(Saved data entries)
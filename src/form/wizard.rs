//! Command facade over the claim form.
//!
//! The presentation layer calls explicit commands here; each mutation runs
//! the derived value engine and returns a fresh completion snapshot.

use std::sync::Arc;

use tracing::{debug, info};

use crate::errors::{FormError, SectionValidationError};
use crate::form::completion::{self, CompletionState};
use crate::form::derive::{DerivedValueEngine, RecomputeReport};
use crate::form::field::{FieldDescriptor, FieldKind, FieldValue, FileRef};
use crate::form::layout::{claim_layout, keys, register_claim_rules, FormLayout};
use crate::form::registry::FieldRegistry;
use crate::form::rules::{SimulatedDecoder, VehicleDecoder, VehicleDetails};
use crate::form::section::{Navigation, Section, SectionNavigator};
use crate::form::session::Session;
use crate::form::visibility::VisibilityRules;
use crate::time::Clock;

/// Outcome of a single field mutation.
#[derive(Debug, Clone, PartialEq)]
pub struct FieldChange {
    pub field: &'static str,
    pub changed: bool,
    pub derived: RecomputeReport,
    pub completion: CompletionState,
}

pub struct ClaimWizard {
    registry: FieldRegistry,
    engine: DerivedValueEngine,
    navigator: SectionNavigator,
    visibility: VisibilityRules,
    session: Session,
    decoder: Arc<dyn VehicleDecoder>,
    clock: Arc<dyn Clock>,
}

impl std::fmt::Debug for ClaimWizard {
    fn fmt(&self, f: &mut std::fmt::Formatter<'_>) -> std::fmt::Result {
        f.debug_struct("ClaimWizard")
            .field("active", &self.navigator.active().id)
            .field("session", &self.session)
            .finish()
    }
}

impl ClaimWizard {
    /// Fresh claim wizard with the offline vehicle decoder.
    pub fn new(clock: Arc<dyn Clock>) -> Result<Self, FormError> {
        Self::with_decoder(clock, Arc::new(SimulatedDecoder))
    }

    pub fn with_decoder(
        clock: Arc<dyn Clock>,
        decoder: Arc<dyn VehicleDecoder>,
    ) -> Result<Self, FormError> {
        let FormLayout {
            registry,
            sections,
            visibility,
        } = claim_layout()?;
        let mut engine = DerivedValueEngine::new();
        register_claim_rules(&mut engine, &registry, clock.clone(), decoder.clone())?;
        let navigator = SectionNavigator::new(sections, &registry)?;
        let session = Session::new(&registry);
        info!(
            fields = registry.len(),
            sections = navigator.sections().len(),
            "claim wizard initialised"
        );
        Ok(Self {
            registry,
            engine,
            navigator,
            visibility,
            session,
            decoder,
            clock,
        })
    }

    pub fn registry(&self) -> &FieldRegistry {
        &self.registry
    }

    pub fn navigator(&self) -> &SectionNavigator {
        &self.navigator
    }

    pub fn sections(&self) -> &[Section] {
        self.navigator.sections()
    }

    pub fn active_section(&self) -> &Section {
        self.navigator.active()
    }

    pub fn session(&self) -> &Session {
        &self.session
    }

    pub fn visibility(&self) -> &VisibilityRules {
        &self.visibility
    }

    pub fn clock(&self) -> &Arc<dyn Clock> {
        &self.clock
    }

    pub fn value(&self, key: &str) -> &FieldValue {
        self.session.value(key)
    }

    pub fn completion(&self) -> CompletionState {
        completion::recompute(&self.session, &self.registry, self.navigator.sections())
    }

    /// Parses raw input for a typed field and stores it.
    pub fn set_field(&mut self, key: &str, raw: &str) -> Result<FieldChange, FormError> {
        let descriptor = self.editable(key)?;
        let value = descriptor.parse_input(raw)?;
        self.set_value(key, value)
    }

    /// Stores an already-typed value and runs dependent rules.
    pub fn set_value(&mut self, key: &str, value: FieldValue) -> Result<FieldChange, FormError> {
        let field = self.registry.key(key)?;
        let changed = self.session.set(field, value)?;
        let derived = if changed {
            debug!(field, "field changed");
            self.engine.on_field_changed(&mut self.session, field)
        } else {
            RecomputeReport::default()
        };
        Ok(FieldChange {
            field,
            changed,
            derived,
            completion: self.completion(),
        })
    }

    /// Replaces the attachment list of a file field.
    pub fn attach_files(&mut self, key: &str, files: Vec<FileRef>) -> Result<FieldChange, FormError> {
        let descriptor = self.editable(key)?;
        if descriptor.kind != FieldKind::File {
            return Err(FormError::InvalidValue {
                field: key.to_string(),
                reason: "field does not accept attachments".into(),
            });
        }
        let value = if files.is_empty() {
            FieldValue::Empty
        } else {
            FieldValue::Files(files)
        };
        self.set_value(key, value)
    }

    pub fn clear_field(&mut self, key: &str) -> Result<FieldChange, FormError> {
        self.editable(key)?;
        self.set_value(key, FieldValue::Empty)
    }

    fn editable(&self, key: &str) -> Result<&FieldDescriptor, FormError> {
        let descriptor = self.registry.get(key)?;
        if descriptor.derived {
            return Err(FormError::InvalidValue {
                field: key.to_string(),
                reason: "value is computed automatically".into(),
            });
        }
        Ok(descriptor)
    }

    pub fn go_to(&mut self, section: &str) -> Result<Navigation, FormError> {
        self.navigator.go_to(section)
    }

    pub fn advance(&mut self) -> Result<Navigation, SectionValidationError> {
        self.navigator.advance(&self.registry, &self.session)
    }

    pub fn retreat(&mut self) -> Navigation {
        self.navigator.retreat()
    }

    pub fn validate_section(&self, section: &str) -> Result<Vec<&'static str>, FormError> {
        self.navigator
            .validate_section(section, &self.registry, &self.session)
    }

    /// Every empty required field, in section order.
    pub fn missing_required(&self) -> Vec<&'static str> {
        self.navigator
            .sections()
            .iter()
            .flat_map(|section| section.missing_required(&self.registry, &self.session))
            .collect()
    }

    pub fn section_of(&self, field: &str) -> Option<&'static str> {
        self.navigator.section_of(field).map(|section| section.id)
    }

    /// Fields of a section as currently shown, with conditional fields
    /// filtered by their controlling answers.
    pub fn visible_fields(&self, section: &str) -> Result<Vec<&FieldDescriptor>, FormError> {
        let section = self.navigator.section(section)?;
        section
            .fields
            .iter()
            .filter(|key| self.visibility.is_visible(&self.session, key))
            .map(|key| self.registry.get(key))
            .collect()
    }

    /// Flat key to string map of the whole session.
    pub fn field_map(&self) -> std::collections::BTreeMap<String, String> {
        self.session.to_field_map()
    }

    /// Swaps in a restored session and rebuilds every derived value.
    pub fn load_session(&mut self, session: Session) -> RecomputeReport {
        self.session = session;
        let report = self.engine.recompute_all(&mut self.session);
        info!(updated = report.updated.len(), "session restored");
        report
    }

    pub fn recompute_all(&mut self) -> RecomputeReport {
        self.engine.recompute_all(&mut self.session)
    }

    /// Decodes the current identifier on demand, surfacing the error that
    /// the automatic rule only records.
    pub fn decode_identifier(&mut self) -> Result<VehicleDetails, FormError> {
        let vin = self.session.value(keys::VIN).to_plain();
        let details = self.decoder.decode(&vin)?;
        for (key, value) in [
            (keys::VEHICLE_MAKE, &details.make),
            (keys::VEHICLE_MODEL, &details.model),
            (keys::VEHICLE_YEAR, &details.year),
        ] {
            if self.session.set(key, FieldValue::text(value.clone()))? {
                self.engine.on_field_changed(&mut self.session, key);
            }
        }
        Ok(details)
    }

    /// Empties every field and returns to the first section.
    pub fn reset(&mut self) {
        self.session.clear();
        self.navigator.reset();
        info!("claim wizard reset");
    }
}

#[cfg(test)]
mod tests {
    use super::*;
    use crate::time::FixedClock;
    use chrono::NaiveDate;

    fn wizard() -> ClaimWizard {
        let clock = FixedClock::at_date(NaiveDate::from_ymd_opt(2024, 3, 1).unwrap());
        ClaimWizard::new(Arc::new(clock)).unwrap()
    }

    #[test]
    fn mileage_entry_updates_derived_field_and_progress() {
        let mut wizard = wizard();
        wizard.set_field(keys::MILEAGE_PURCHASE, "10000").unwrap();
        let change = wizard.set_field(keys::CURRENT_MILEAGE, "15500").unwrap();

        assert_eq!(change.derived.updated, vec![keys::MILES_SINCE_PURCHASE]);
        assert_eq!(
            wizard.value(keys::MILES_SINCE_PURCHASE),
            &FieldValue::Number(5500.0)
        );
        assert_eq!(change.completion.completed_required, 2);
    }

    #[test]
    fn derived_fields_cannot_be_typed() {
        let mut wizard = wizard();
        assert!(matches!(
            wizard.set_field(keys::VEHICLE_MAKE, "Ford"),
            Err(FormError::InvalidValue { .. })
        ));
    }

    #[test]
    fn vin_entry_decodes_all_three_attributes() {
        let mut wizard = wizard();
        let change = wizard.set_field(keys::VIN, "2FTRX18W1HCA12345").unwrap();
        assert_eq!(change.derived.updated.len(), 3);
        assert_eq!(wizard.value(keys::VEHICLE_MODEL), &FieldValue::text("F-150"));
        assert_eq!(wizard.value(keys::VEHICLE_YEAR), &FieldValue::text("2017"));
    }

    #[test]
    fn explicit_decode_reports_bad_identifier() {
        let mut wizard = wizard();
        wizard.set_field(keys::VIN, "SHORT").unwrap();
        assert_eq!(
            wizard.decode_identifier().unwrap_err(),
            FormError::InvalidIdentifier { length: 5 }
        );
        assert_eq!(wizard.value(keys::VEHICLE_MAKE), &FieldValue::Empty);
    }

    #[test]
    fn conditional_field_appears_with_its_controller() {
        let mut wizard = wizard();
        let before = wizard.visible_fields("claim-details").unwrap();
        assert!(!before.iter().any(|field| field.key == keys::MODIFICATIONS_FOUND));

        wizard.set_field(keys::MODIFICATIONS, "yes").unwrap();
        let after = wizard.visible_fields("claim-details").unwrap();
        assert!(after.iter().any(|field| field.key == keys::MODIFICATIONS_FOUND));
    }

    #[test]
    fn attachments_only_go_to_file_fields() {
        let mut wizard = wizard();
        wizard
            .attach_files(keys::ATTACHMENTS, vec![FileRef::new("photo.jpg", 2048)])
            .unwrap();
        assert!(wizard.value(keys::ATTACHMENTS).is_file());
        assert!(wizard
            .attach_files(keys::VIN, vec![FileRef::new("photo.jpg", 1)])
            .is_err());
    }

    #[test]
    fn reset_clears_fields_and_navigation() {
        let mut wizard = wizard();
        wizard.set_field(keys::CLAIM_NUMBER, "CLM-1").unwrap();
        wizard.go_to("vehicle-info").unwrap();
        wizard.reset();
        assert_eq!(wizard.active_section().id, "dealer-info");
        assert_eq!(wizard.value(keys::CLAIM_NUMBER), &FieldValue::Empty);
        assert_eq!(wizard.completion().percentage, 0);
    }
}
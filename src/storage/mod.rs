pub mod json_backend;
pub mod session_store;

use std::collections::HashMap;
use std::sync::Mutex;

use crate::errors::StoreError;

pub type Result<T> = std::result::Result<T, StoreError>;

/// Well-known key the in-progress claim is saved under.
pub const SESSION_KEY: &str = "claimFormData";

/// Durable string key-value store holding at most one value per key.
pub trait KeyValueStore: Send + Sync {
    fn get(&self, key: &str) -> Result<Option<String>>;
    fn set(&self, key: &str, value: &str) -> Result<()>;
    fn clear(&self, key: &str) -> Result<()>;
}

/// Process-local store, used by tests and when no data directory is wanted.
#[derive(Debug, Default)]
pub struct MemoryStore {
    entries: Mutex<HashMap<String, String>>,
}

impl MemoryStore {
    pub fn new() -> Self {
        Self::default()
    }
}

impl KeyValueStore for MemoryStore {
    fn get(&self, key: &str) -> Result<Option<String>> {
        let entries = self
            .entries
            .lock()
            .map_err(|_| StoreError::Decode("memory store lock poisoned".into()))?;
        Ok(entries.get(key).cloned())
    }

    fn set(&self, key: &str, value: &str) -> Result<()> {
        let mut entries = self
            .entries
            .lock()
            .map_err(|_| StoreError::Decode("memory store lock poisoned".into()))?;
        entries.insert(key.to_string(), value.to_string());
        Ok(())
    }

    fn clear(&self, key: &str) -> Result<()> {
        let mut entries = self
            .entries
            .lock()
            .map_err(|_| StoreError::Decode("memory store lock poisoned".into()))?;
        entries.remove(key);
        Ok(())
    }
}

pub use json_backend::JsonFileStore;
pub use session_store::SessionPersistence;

# What to work on:
Leave out every line above except those from the line with "pub fn retreat(&mut" up to and including the line with "pub fn decode_identifier(&mut", and copy those exactly.

# Response:
    pub fn retreat(&mut self) -> Navigation {
        self.navigator.retreat()
    }

    pub fn validate_section(&self, section: &str) -> Result<Vec<&'static str>, FormError> {
        self.navigator
            .validate_section(section, &self.registry, &self.session)
    }

    /// Every empty required field, in section order.
    pub fn missing_required(&self) -> Vec<&'static str> {
        self.navigator
            .sections()
            .iter()
            .flat_map(|section| section.missing_required(&self.registry, &self.session))
            .collect()
    }

    pub fn section_of(&self, field: &str) -> Option<&'static str> {
        self.navigator.section_of(field).map(|section| section.id)
    }

    /// Fields of a section as currently shown, with conditional fields
    /// filtered by their controlling answers.
    pub fn visible_fields(&self, section: &str) -> Result<Vec<&FieldDescriptor>, FormError> {
        let section = self.navigator.section(section)?;
        section
            .fields
            .iter()
            .filter(|key| self.visibility.is_visible(&self.session, key))
            .map(|key| self.registry.get(key))
            .collect()
    }

    /// Flat key to string map of the whole session.
    pub fn field_map(&self) -> std::collections::BTreeMap<String, String> {
        self.session.to_field_map()
    }

    /// Swaps in a restored session and rebuilds every derived value.
    pub fn load_session(&mut self, session: Session) -> RecomputeReport {
        self.session = session;
        let report = self.engine.recompute_all(&mut self.session);
        info!(updated = report.updated.len(), "session restored");
        report
    }

    pub fn recompute_all(&mut self) -> RecomputeReport {
        self.engine.recompute_all(&mut self.session)
    }

    /// Decodes the current identifier on demand, surfacing the error that
    /// the automatic rule only records.
    pub fn decode_identifier(&mut self) -> Result<VehicleDetails, FormError> {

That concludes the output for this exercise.